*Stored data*
*** Block opens ***
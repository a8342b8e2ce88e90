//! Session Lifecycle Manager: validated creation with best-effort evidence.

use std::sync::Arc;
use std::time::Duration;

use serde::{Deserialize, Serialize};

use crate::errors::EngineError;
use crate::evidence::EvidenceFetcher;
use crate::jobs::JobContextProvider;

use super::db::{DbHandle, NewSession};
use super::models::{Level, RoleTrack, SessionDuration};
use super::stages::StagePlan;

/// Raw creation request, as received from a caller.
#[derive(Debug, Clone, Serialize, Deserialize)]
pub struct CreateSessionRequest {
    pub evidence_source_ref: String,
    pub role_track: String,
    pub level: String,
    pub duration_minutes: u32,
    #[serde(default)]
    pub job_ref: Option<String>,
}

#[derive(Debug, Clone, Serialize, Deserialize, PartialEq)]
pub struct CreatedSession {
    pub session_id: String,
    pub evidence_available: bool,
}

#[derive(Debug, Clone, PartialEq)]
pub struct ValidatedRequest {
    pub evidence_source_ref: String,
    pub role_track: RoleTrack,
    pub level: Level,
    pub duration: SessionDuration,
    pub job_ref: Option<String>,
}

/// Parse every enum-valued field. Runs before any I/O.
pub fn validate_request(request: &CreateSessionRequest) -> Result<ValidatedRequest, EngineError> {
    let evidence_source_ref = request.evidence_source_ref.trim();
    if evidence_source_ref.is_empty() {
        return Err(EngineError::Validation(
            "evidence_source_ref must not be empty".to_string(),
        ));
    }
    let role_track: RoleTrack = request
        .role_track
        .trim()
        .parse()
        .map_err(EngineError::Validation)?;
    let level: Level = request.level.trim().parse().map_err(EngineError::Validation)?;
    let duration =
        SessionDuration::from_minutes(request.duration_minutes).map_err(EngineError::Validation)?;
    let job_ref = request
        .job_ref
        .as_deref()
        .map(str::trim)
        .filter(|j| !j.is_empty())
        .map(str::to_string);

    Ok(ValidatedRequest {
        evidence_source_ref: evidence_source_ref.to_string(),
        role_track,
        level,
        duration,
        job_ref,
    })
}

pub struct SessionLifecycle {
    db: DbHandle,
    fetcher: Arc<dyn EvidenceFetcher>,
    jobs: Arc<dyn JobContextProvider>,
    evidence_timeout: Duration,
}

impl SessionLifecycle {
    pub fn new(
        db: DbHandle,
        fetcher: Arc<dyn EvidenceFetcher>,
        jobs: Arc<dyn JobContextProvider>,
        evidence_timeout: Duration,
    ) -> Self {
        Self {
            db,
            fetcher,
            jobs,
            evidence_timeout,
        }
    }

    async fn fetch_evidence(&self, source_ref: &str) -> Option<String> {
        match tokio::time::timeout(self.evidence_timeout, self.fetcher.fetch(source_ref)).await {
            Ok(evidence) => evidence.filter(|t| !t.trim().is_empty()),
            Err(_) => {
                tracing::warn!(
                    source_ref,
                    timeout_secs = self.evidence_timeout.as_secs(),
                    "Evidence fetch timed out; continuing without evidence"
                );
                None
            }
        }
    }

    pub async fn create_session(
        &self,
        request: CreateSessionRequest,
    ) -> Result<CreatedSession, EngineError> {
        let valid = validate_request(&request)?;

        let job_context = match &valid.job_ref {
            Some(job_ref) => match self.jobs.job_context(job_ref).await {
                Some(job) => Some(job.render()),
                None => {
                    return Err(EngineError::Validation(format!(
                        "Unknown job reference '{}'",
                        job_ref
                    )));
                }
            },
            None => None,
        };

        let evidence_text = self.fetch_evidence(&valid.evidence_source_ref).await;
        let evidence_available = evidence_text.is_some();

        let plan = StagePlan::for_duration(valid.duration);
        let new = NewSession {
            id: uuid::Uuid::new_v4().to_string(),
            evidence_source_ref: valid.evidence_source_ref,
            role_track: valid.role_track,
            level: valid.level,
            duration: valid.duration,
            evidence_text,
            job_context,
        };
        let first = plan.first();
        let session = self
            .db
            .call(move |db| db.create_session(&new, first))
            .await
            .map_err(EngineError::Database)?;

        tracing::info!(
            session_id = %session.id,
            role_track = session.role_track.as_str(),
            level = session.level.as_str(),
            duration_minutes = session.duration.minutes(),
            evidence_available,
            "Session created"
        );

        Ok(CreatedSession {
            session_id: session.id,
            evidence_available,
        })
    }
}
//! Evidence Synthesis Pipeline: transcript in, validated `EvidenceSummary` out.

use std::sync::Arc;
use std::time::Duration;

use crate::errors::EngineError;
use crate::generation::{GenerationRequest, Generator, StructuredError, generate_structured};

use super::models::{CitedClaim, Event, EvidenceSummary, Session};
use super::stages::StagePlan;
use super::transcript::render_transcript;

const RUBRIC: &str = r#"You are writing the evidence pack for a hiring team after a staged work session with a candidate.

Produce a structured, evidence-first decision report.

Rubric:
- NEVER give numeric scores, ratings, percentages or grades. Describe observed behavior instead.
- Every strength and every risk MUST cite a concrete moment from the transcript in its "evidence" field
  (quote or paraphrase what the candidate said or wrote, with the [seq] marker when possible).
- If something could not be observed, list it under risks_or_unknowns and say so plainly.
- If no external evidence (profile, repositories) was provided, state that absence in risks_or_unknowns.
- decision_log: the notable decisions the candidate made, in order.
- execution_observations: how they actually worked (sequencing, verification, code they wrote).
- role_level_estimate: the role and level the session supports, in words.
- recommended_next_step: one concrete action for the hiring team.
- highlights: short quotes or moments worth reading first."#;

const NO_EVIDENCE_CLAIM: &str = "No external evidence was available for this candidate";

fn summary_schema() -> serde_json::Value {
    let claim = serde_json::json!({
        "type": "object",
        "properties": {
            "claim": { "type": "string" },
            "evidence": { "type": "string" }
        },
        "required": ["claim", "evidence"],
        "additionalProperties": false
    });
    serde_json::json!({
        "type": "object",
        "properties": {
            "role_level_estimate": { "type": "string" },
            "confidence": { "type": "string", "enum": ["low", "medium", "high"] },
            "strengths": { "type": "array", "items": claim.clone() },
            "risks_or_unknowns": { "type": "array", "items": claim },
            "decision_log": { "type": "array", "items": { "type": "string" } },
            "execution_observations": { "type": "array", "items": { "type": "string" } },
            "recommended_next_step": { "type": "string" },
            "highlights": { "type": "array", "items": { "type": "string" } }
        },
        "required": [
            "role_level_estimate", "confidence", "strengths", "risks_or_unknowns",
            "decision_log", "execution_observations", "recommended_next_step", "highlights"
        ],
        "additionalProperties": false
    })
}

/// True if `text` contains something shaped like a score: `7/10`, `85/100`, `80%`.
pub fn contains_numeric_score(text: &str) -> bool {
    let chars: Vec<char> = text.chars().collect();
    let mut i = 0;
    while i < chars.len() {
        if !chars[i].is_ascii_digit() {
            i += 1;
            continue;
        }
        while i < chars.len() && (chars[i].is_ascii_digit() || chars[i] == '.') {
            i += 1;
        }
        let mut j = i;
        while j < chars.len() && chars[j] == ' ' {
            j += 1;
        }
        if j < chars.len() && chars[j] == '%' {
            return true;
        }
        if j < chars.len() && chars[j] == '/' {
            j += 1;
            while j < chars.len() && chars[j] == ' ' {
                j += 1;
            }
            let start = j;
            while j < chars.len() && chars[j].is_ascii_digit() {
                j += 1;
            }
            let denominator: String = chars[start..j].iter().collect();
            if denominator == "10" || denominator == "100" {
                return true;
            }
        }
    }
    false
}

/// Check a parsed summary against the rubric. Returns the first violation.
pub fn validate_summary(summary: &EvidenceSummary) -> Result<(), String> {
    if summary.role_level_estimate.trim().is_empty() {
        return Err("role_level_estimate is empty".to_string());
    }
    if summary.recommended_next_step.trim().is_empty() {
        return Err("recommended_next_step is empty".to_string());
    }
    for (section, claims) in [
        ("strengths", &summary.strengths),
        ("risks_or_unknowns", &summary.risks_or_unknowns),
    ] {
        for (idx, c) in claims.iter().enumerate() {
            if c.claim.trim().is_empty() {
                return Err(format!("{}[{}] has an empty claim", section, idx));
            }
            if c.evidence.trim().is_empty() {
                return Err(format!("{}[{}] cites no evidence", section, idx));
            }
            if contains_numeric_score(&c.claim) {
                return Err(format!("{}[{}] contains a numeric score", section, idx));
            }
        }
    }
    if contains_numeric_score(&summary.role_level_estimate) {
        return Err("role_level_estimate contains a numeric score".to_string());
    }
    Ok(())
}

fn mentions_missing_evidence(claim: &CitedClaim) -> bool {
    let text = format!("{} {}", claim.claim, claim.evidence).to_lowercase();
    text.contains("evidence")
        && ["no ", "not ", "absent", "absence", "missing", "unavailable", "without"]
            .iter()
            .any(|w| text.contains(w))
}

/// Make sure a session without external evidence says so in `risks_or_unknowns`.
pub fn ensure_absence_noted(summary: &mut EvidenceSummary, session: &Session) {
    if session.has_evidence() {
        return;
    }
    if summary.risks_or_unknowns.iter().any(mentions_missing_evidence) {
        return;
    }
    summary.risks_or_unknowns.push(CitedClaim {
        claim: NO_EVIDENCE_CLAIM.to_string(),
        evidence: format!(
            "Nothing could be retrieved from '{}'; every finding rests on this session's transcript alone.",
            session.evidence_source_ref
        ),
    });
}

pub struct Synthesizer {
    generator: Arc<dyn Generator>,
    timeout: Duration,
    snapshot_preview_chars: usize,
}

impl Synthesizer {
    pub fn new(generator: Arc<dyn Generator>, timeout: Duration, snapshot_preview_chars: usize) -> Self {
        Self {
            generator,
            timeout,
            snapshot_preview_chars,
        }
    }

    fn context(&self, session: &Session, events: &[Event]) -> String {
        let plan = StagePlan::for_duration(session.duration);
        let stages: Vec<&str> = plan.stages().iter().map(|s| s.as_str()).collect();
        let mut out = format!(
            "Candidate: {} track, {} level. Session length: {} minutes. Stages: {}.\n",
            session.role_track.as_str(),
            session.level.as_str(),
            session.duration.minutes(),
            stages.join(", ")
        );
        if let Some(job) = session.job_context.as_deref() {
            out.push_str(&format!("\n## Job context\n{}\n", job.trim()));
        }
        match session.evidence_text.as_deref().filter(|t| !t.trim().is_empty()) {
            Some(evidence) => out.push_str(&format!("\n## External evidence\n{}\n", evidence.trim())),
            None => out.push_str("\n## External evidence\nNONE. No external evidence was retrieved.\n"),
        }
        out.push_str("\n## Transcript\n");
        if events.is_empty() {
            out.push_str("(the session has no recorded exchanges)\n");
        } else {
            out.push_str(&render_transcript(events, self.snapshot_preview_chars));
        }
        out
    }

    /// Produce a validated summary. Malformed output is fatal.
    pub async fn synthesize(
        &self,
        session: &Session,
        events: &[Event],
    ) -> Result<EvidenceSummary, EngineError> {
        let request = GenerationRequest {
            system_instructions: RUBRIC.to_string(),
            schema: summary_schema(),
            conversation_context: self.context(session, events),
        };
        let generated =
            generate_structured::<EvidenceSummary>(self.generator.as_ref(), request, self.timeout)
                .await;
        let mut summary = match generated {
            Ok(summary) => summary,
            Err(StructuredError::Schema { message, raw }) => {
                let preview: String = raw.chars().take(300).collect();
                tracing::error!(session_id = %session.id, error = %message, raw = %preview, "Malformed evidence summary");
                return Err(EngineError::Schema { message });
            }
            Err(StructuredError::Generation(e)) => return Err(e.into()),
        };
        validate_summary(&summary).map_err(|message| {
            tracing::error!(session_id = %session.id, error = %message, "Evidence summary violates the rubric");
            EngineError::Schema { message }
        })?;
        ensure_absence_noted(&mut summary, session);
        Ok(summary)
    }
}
*** Block closes ***
All lines above with "impl" in them should be returned.

*RESPONSE TO THE TASK*
impl SessionLifecycle {
impl Synthesizer {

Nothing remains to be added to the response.